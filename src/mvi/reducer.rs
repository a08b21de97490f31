//! Reducer trait.

use super::intent::Intent;
use super::state::SliceState;

/// Reducer transforms state based on intents.
///
/// The reducer is the only writer of its slice.
/// It must be a pure function: (State, Intent) -> State
pub trait Reducer {
    /// The state type this reducer operates on.
    type State: SliceState;

    /// The intent type this reducer handles.
    type Intent: Intent;

    /// Process an intent and return the new state.
    ///
    /// Must not panic and must not perform side effects.
    fn reduce(state: Self::State, intent: Self::Intent) -> Self::State;

    /// Like [`Reducer::reduce`], with an absent state meaning the initial value.
    fn reduce_or_default(state: Option<Self::State>, intent: Self::Intent) -> Self::State {
        Self::reduce(state.unwrap_or_default(), intent)
    }
}
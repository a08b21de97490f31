use serde::{Deserialize, Serialize};

/// Order record assigned by the order service.
#[derive(Debug, Clone, PartialEq, Serialize, Deserialize)]
pub struct Order {
    #[serde(rename = "_id", default)]
    pub id: String,
    #[serde(default)]
    pub status: String,
    #[serde(default)]
    pub name: String,
    #[serde(rename = "createdAt", default)]
    pub created_at: String,
    #[serde(rename = "updatedAt", default)]
    pub updated_at: String,
    pub number: u64,
    /// Catalog ids in bun, fillings..., bun order.
    #[serde(default)]
    pub ingredients: Vec<String>,
}

/// Success payload of an order submission.
#[derive(Debug, Clone, PartialEq, Serialize, Deserialize)]
pub struct OrderResponse {
    #[serde(default)]
    pub success: bool,
    #[serde(default)]
    pub name: String,
    pub order: Order,
}

/// Public order feed page.
#[derive(Debug, Clone, PartialEq, Default, Serialize, Deserialize)]
pub struct FeedResponse {
    #[serde(default)]
    pub orders: Vec<Order>,
    #[serde(default)]
    pub total: u64,
    #[serde(rename = "totalToday", default)]
    pub total_today: u64,
}
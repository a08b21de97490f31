use std::sync::atomic::{AtomicUsize, Ordering};
use std::time::Duration;

use async_trait::async_trait;
use serde::Serialize;

use crate::constructor::ConstructorState;
use crate::domain::OrderResponse;

use super::error::{GatewayError, OrderError};

/// Body sent to the order service.
#[derive(Debug, Clone, PartialEq, Eq, Serialize)]
pub struct OrderRequest {
    /// Catalog ids: bun, fillings..., bun.
    pub ingredients: Vec<String>,
}

impl OrderRequest {
    /// Build the request for the current construction.
    pub fn from_construction(state: &ConstructorState) -> Result<Self, OrderError> {
        let ingredients = state.order_ingredient_ids().ok_or(OrderError::MissingBun)?;
        Ok(Self { ingredients })
    }
}

/// External order service.
///
/// Retries and cancellation belong to the implementation; callers only see
/// one outcome per call.
#[async_trait]
pub trait OrderGateway: Send + Sync {
    /// Returns the name of this gateway for logging.
    fn name(&self) -> &str;

    async fn place_order(&self, request: &OrderRequest) -> Result<OrderResponse, GatewayError>;
}

/// Order service answering with a fixed outcome after a fixed delay.
///
/// Used by the CLI and tests in place of the real service.
pub struct CannedOrderGateway {
    outcome: Result<OrderResponse, GatewayError>,
    delay: Duration,
    calls: AtomicUsize,
}

impl CannedOrderGateway {
    /// Gateway that accepts every order with `response`.
    pub fn succeeding(response: OrderResponse) -> Self {
        Self {
            outcome: Ok(response),
            delay: Duration::ZERO,
            calls: AtomicUsize::new(0),
        }
    }

    /// Gateway that refuses every order with `message`.
    pub fn failing(message: impl Into<String>) -> Self {
        Self {
            outcome: Err(GatewayError::Rejected {
                message: message.into(),
            }),
            delay: Duration::ZERO,
            calls: AtomicUsize::new(0),
        }
    }

    /// Gateway that cannot reach the service at all.
    pub fn unreachable(reason: impl Into<String>) -> Self {
        Self {
            outcome: Err(GatewayError::Unavailable(reason.into())),
            delay: Duration::ZERO,
            calls: AtomicUsize::new(0),
        }
    }

    /// Wait this long before answering.
    pub fn with_delay(mut self, delay: Duration) -> Self {
        self.delay = delay;
        self
    }

    /// Number of orders received so far.
    pub fn calls(&self) -> usize {
        self.calls.load(Ordering::SeqCst)
    }
}

#[async_trait]
impl OrderGateway for CannedOrderGateway {
    fn name(&self) -> &str {
        "canned"
    }

    async fn place_order(&self, request: &OrderRequest) -> Result<OrderResponse, GatewayError> {
        self.calls.fetch_add(1, Ordering::SeqCst);
        if !self.delay.is_zero() {
            tokio::time::sleep(self.delay).await;
        }

        let mut response = self.outcome.clone()?;
        // The service echoes the ordered ingredients back
        if response.order.ingredients.is_empty() {
            response.order.ingredients = request.ingredients.clone();
        }
        Ok(response)
    }
}
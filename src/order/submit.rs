use std::time::Duration;

use crate::constructor::ConstructorIntent;
use crate::domain::Order;
use crate::mvi::RequestEvent;
use crate::store::Store;

use super::error::OrderError;
use super::gateway::{OrderGateway, OrderRequest};

/// Rejection dispatched when the submission future is dropped mid-request.
pub const CANCELLED_MESSAGE: &str = "Order request cancelled";

/// Submit the current construction through `gateway`.
///
/// Nothing is dispatched when the construction cannot be ordered (no bun,
/// or a submission already in flight). Otherwise `SubmitOrder::Pending` is
/// dispatched before the request and exactly one terminal event after it,
/// also when the returned future is dropped early. A request outliving
/// `timeout` is reported as rejected.
pub async fn submit_order(
    store: &Store,
    gateway: &dyn OrderGateway,
    timeout: Duration,
) -> Result<Order, OrderError> {
    // Check and move to in-flight under one lock
    let request = store.try_dispatch(|state| {
        if state.constructor.is_submitting() {
            return Err(OrderError::AlreadySubmitting);
        }
        let request = OrderRequest::from_construction(&state.constructor)?;
        Ok((
            request,
            ConstructorIntent::SubmitOrder(RequestEvent::Pending).into(),
        ))
    })?;
    let guard = store.cancel_guard(ConstructorIntent::SubmitOrder(RequestEvent::rejected(
        CANCELLED_MESSAGE,
    )));

    tracing::info!(
        gateway = gateway.name(),
        ingredients = request.ingredients.len(),
        "Placing order"
    );

    let outcome = match tokio::time::timeout(timeout, gateway.place_order(&request)).await {
        Ok(Ok(response)) => Ok(response),
        Ok(Err(e)) => Err(OrderError::Gateway(e)),
        Err(_) => Err(OrderError::Timeout { timeout }),
    };
    guard.disarm();

    match outcome {
        Ok(response) => {
            let order = response.order.clone();
            tracing::info!(number = order.number, "Order placed");
            store.dispatch(ConstructorIntent::SubmitOrder(RequestEvent::Fulfilled(
                response,
            )));
            Ok(order)
        }
        Err(e) => {
            tracing::warn!(error = %e, "Order failed");
            store.dispatch(ConstructorIntent::SubmitOrder(RequestEvent::rejected(
                e.to_string(),
            )));
            Err(e)
        }
    }
}
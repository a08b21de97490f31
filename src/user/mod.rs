//! User session feature module.
//!
//! Tracks authentication flags, the signed-in profile and the user's own
//! order history. Token storage and refresh live outside this crate.

mod intent;
mod reducer;
mod state;

pub use intent::UserIntent;
pub use reducer::UserReducer;
pub use state::UserState;
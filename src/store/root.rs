use serde::{Deserialize, Serialize};

use crate::constructor::{ConstructorReducer, ConstructorState};
use crate::feed::{FeedReducer, FeedState};
use crate::ingredients::{IngredientsReducer, IngredientsState};
use crate::mvi::{Reducer, SliceState};
use crate::user::{UserReducer, UserState};

use super::action::AppAction;

/// All slices of the storefront state.
#[derive(Debug, Clone, PartialEq, Default, Serialize, Deserialize)]
pub struct AppState {
    pub constructor: ConstructorState,
    pub ingredients: IngredientsState,
    pub user: UserState,
    pub feed: FeedState,
}

impl SliceState for AppState {}

/// Routes each action to the slice that owns its vocabulary.
pub struct AppReducer;

impl Reducer for AppReducer {
    type State = AppState;
    type Intent = AppAction;

    fn reduce(state: Self::State, intent: Self::Intent) -> Self::State {
        match intent {
            AppAction::Constructor(intent) => AppState {
                constructor: ConstructorReducer::reduce(state.constructor, intent),
                ..state
            },
            AppAction::Ingredients(intent) => AppState {
                ingredients: IngredientsReducer::reduce(state.ingredients, intent),
                ..state
            },
            AppAction::User(intent) => AppState {
                user: UserReducer::reduce(state.user, intent),
                ..state
            },
            AppAction::Feed(intent) => AppState {
                feed: FeedReducer::reduce(state.feed, intent),
                ..state
            },
            AppAction::Unknown { .. } => state,
        }
    }
}

#[cfg(test)]
mod tests {
    use super::*;
    use crate::constructor::ConstructorIntent;
    use crate::mvi::RequestEvent;
    use crate::user::UserIntent;

    #[test]
    fn absent_state_with_unknown_action_is_initial() {
        let state = AppReducer::reduce_or_default(None, AppAction::unknown("UNKNOWN_ACTION_TYPE"));
        assert_eq!(state, AppState::default());
        assert!(state.constructor.bun.is_none());
        assert!(state.constructor.fillings.is_empty());
        assert!(state.ingredients.ingredients.is_empty());
        assert!(state.user.user_data.is_none());
    }

    #[test]
    fn constructor_action_leaves_other_slices() {
        let state = AppState::default();
        let state = AppReducer::reduce(
            state,
            AppAction::User(UserIntent::Logout(RequestEvent::Pending)),
        );
        let user_before = state.user.clone();
        let state = AppReducer::reduce(
            state,
            AppAction::Constructor(ConstructorIntent::SubmitOrder(RequestEvent::Pending)),
        );
        assert_eq!(state.user, user_before);
        assert_eq!(state.feed, FeedState::default());
    }
}
//! State for the burger constructor.

use serde::{Deserialize, Serialize};

use crate::domain::{ConstructorEntry, Order, PlacementId};
use crate::mvi::SliceState;

/// Lifecycle of the most recent order submission.
#[derive(Debug, Clone, Copy, PartialEq, Eq, Default, Serialize, Deserialize)]
#[serde(rename_all = "kebab-case")]
pub enum SubmissionStatus {
    #[default]
    Idle,
    InFlight,
    Succeeded,
    Failed,
}

/// Burger under construction plus the outcome of the last order.
#[derive(Debug, Clone, PartialEq, Default, Serialize, Deserialize)]
pub struct ConstructorState {
    /// At most one entry, always of the bun category.
    pub bun: Option<ConstructorEntry>,
    /// Non-bun entries in user-visible order.
    pub fillings: Vec<ConstructorEntry>,
    pub submission_status: SubmissionStatus,
    /// Present only while `submission_status` is `Succeeded`.
    pub last_order_result: Option<Order>,
    /// Present only while `submission_status` is `Failed`.
    pub last_error: Option<String>,
}

impl SliceState for ConstructorState {}

impl ConstructorState {
    /// Nothing has been placed yet.
    pub fn is_empty(&self) -> bool {
        self.bun.is_none() && self.fillings.is_empty()
    }

    pub fn is_submitting(&self) -> bool {
        self.submission_status == SubmissionStatus::InFlight
    }

    /// Whether any entry (bun or filling) carries this placement id.
    pub fn contains_placement(&self, placement_id: &PlacementId) -> bool {
        self.bun
            .iter()
            .chain(self.fillings.iter())
            .any(|entry| &entry.placement_id == placement_id)
    }

    /// How many times the catalog item appears in the burger.
    ///
    /// A bun counts twice: it is served as the top and the bottom.
    pub fn count_of(&self, catalog_id: &str) -> usize {
        let bun = match &self.bun {
            Some(bun) if bun.catalog_id() == catalog_id => 2,
            _ => 0,
        };
        let fillings = self
            .fillings
            .iter()
            .filter(|entry| entry.catalog_id() == catalog_id)
            .count();
        bun + fillings
    }

    /// Price of the burger: two bun halves plus every filling.
    pub fn total_price(&self) -> u64 {
        let bun = self
            .bun
            .as_ref()
            .map_or(0, |bun| u64::from(bun.ingredient.price) * 2);
        let fillings: u64 = self
            .fillings
            .iter()
            .map(|entry| u64::from(entry.ingredient.price))
            .sum();
        bun + fillings
    }

    /// Catalog ids in the order the order service expects: bun, fillings, bun.
    ///
    /// Returns `None` when there is no bun.
    pub fn order_ingredient_ids(&self) -> Option<Vec<String>> {
        let bun = self.bun.as_ref()?;
        let mut ids = Vec::with_capacity(self.fillings.len() + 2);
        ids.push(bun.catalog_id().to_string());
        ids.extend(self.fillings.iter().map(|e| e.catalog_id().to_string()));
        ids.push(bun.catalog_id().to_string());
        Some(ids)
    }
}
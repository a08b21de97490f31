//! Shared test utilities and fixtures.

#![allow(dead_code, unused_imports)]

use std::path::PathBuf;

use stellar_burger::constructor::{ConstructorIntent, ConstructorReducer, ConstructorState};
use stellar_burger::domain::{ConstructorEntry, Ingredient, OrderResponse, PlacementId, User};
use stellar_burger::mvi::Reducer;
use tempfile::TempDir;

pub const CRATER_BUN: &str = "643d69a5c3f7b9001cfa093c";
pub const FLUOR_BUN: &str = "643d69a5c3f7b9001cfa093d";
pub const SPICY_SAUCE: &str = "643d69a5c3f7b9001cfa0942";
pub const SPACE_SAUCE: &str = "643d69a5c3f7b9001cfa0943";
pub const MINERAL_RINGS: &str = "643d69a5c3f7b9001cfa0946";
pub const SALAD: &str = "643d69a5c3f7b9001cfa0949";
pub const CHEESE: &str = "643d69a5c3f7b9001cfa094a";

const INGREDIENTS_JSON: &str = include_str!("../fixtures/ingredients.json");
const ORDER_RESPONSE_JSON: &str = include_str!("../fixtures/order_response.json");
const USER_JSON: &str = include_str!("../fixtures/user.json");

/// Path of a file under `tests/fixtures`.
pub fn fixture_path(name: &str) -> PathBuf {
    PathBuf::from(env!("CARGO_MANIFEST_DIR"))
        .join("tests")
        .join("fixtures")
        .join(name)
}

/// The fixture catalog, in catalog order.
pub fn catalog() -> Vec<Ingredient> {
    let body: serde_json::Value =
        serde_json::from_str(INGREDIENTS_JSON).expect("fixture catalog is valid JSON");
    serde_json::from_value(body["data"].clone()).expect("fixture catalog has ingredients")
}

/// A fixture ingredient by catalog id.
pub fn ingredient(catalog_id: &str) -> Ingredient {
    catalog()
        .into_iter()
        .find(|i| i.id == catalog_id)
        .unwrap_or_else(|| panic!("no fixture ingredient {catalog_id}"))
}

/// A fixture ingredient placed under a known placement id.
pub fn entry(catalog_id: &str, placement: &str) -> ConstructorEntry {
    ConstructorEntry::new(ingredient(catalog_id), PlacementId::from(placement))
}

pub fn add_intent(catalog_id: &str, placement: &str) -> ConstructorIntent {
    ConstructorIntent::AddIngredient {
        entry: entry(catalog_id, placement),
    }
}

/// Fold intents over the initial constructor state.
pub fn reduce_all(intents: impl IntoIterator<Item = ConstructorIntent>) -> ConstructorState {
    intents
        .into_iter()
        .fold(ConstructorState::default(), ConstructorReducer::reduce)
}

/// Order service answer with order number 38483.
pub fn order_response() -> OrderResponse {
    serde_json::from_str(ORDER_RESPONSE_JSON).expect("fixture order response is valid")
}

pub fn fixture_user() -> User {
    let body: serde_json::Value = serde_json::from_str(USER_JSON).expect("fixture user is valid JSON");
    serde_json::from_value(body["user"].clone()).expect("fixture user has a profile")
}

/// Placement ids of the fillings, in order.
pub fn filling_ids(state: &ConstructorState) -> Vec<String> {
    state
        .fillings
        .iter()
        .map(|e| e.placement_id.as_str().to_string())
        .collect()
}

/// Write `content` to a `config.toml` inside a fresh temp dir.
pub fn temp_config(content: &str) -> (TempDir, PathBuf) {
    let temp_dir = TempDir::new().expect("Failed to create temp dir");
    let config_path = temp_dir.path().join("config.toml");
    std::fs::write(&config_path, content).expect("Failed to write config");
    (temp_dir, config_path)
}
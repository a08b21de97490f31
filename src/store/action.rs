use std::borrow::Cow;

use crate::constructor::ConstructorIntent;
use crate::feed::FeedIntent;
use crate::ingredients::IngredientsIntent;
use crate::mvi::Intent;
use crate::user::UserIntent;

/// Any action the storefront can dispatch.
#[derive(Debug, Clone, PartialEq)]
pub enum AppAction {
    Constructor(ConstructorIntent),
    Ingredients(IngredientsIntent),
    User(UserIntent),
    Feed(FeedIntent),
    /// Action whose type no slice handles.
    Unknown { action_type: String },
}

impl AppAction {
    pub fn unknown(action_type: impl Into<String>) -> Self {
        Self::Unknown {
            action_type: action_type.into(),
        }
    }
}

impl Intent for AppAction {
    fn action_type(&self) -> Cow<'static, str> {
        match self {
            Self::Constructor(intent) => intent.action_type(),
            Self::Ingredients(intent) => intent.action_type(),
            Self::User(intent) => intent.action_type(),
            Self::Feed(intent) => intent.action_type(),
            Self::Unknown { action_type } => Cow::Owned(action_type.clone()),
        }
    }
}

impl From<ConstructorIntent> for AppAction {
    fn from(intent: ConstructorIntent) -> Self {
        Self::Constructor(intent)
    }
}

impl From<IngredientsIntent> for AppAction {
    fn from(intent: IngredientsIntent) -> Self {
        Self::Ingredients(intent)
    }
}

impl From<UserIntent> for AppAction {
    fn from(intent: UserIntent) -> Self {
        Self::User(intent)
    }
}

impl From<FeedIntent> for AppAction {
    fn from(intent: FeedIntent) -> Self {
        Self::Feed(intent)
    }
}
//! Lifecycle events of an external async request.

use serde::{Deserialize, Serialize};

/// One observable step of an async request made outside the reducer.
///
/// A caller dispatches `Pending` before awaiting the request and then
/// exactly one of `Fulfilled` or `Rejected`.
#[derive(Debug, Clone, PartialEq, Serialize, Deserialize)]
#[serde(tag = "stage", content = "value", rename_all = "lowercase")]
pub enum RequestEvent<T> {
    /// Request has been sent and is outstanding.
    Pending,

    /// Request completed with a payload.
    Fulfilled(T),

    /// Request failed with a human-readable message.
    Rejected { message: String },
}

impl<T> RequestEvent<T> {
    /// Shorthand for a rejection.
    pub fn rejected(message: impl Into<String>) -> Self {
        Self::Rejected {
            message: message.into(),
        }
    }

    /// Stage name as used in action type strings (`pending`, `fulfilled`, `rejected`).
    pub fn stage(&self) -> &'static str {
        match self {
            Self::Pending => "pending",
            Self::Fulfilled(_) => "fulfilled",
            Self::Rejected { .. } => "rejected",
        }
    }

    /// Transform the fulfilled payload, keeping the stage.
    pub fn map<U>(self, f: impl FnOnce(T) -> U) -> RequestEvent<U> {
        match self {
            Self::Pending => RequestEvent::Pending,
            Self::Fulfilled(value) => RequestEvent::Fulfilled(f(value)),
            Self::Rejected { message } => RequestEvent::Rejected { message },
        }
    }

    /// Whether this event ends the request.
    pub fn is_terminal(&self) -> bool {
        !matches!(self, Self::Pending)
    }
}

What you are asked to do: Tally the lines in the listing that contain the string "most", then report that tally alone.

Task output: 2